March laughed teasingly. "Oh, I don't say he was an impostor. Perhaps he really was hungry; but, if he wasn't, what do you think of a civilization that makes the opportunity of such a fraud? that gives us all such a bad conscience for the need which is that we weaken to the need that isn't? Suppose that poor fellow wasn't personally founded on fact: nevertheless, he represented the truth; he was the ideal of the suffering which would be less effective if realistically treated. That man is a great comfort to me. He probably rioted for days on that quarter I gave him; made a dinner very likely, or a champagne supper; and if 'Every Other Week' wants to get rid of me, I intend to work that racket. You can hang round the corner with Bella, and Tom can come up to me in tears, at stated intervals, and ask me if I've found anything yet. To be sure, we might be arrested and sent up somewhere. But even in that extreme case we should be provided for. Oh no, I'm not afraid of losing my place! I've merely a sort of psychological curiosity to know how men like Dryfoos and Fulkerson will work out the problem before them."

IX.

It was a curiosity which Fulkerson himself shared, at least concerning Dryfoos. "I don't know what the old man's going to do," he said to March the day after the Marches had talked their future over. "Said anything to you yet?"

"No, not a word."

"You're anxious, I suppose, same as I am. Fact is," said Fulkerson, blushing a little, "I can't ask to have a day named till I know where I am in connection with the old man. I can't tell whether I've got to look out for something else or somebody else. Of course, it's full soon yet."

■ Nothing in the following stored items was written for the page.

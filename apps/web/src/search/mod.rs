//! Search overlay — toggle button, panel with the input, results container.

#[cfg(target_arch = "wasm32")]
mod outside;
mod view;

use std::cell::RefCell;
use std::rc::Rc;

use dioxus::prelude::*;
use sitesearch_core::types::{ClickTarget, SearchOverrides};
use sitesearch_core::{HttpContentSource, ResultsContent, SearchConfig, SearchWidget};

use view::{page_host, SignalView};

type Widget = Rc<SearchWidget<HttpContentSource, SignalView>>;

/// The whole widget. In the browser a document click listener closes the
/// panel on any click outside it and the toggle; it is removed when the
/// component unmounts. Other renderers only see clicks inside the component
/// root, which the root handler dismisses.
#[component]
pub fn SearchBox(#[props(default)] overrides: SearchOverrides) -> Element {
    let results = use_signal(ResultsContent::default);
    let open = use_signal(|| false);
    let input = use_signal(|| None);

    let widget: Widget = use_hook(move || {
        let config = SearchConfig::resolve(&page_host(), &overrides);
        tracing::info!(base_url = config.base_url.as_str(), types = ?config.content_types, "Search widget ready");
        let source = HttpContentSource::new(&config.base_url);
        Rc::new(SearchWidget::new(config, source, SignalView { results, open, input }))
    });

    let page_clicks = use_hook({
        let widget = widget.clone();
        move || Rc::new(RefCell::new(listen_for_page_clicks(widget)))
    });
    use_drop(move || {
        page_clicks.borrow_mut().take();
    });

    let html = results.read().to_html();
    let is_open = *open.read();

    let on_outside = widget.clone();
    let on_toggle = widget.clone();
    let on_panel = widget.clone();
    let on_input = widget;

    rsx! {
        div {
            class: "wp-search",
            onclick: move |_| on_outside.dismiss(ClickTarget::Outside),

            button {
                id: "wp-search-button",
                class: "wp-search-button",
                r#type: "button",
                onclick: move |evt| {
                    evt.stop_propagation();
                    on_toggle.toggle();
                },
                "Search"
            }

            div {
                id: "wp-search-body",
                class: if is_open { "wp-search-body open" } else { "wp-search-body" },
                onclick: move |evt| {
                    evt.stop_propagation();
                    on_panel.dismiss(ClickTarget::Panel);
                },

                input {
                    id: "wp-search-input",
                    class: "wp-search-input",
                    r#type: "text",
                    placeholder: "Search...",
                    onmounted: move |e: MountedEvent| {
                        let mut input = input;
                        input.set(Some(e.data()));
                    },
                    oninput: move |e: Event<FormData>| {
                        let value = e.value();
                        let widget = on_input.clone();
                        spawn(async move {
                            widget.handle_input(&value).await;
                        });
                    },
                }

                div {
                    id: "wp-search-results",
                    class: "wp-search-results",
                    // Titles are trusted, pre-sanitized markup from the content API.
                    dangerous_inner_html: "{html}",
                }
            }
        }
    }
}

#[cfg(target_arch = "wasm32")]
fn listen_for_page_clicks(widget: Widget) -> Option<outside::DocumentClickListener> {
    outside::DocumentClickListener::install(move |target| widget.dismiss(target))
}

#[cfg(not(target_arch = "wasm32"))]
fn listen_for_page_clicks(_widget: Widget) -> Option<()> {
    None
}
//! SiteSearch web widget — Dioxus host for the live search overlay.

use dioxus::prelude::*;

mod search;

use search::SearchBox;
use sitesearch_core::types::SearchOverrides;

static SEARCH_CSS: Asset = asset!("/assets/search.css");

fn main() {
    dioxus::launch(App);
}

/// Overrides for the page's widget. In the browser the page origin is enough;
/// the desktop build reads `.sitesearch.toml` from the working directory.
fn initial_overrides() -> SearchOverrides {
    #[cfg(not(target_arch = "wasm32"))]
    {
        let path = std::env::current_dir().ok().and_then(|cwd| sitesearch_core::find_config(&cwd));
        if let Some(path) = path {
            match sitesearch_core::load_config_file(&path) {
                Ok(overrides) => return overrides,
                Err(e) => tracing::warn!(error = %e, "Ignoring config file"),
            }
        }
    }
    SearchOverrides::default()
}

#[component]
fn App() -> Element {
    let overrides = use_hook(initial_overrides);

    rsx! {
        document::Stylesheet { href: SEARCH_CSS }
        SearchBox { overrides }
    }
}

"Yes," March said, "much sooner than it seems to us. We're so anxious about the future that we don't remember how very recent the past is."

"That's something so. The old man's hardly had time yet to pull himself together. Well, I'm glad you feel that way about it, March. I guess it's more of a blow to him than we realize. He was a good deal bound up in Coonrod, though he didn't always use him very well. Well, I reckon it's apt to happen so oftentimes; curious how cruel love can be. Heigh? We're an awful mixture, March!"

"Yes, that's the marvel and the curse, as Browning says."

"Why, that poor boy himself," pursued Fulkerson, had streaks of the mule in him that could give odds to Beaton, and he must have tried the old man by the way he would give in to his will and hold out against his judgment. I don't believe he ever budged a hairs-breadth from his original position about wanting to be a preacher and not wanting to be a business man. Well, of course! I don't think business is all in all; but it must have made the old man mad to find that without saying anything, or doing anything to show it, and after seeming to come over to his ground, and really coming, practically, Coonrod was just exactly where he first planted himself, every time."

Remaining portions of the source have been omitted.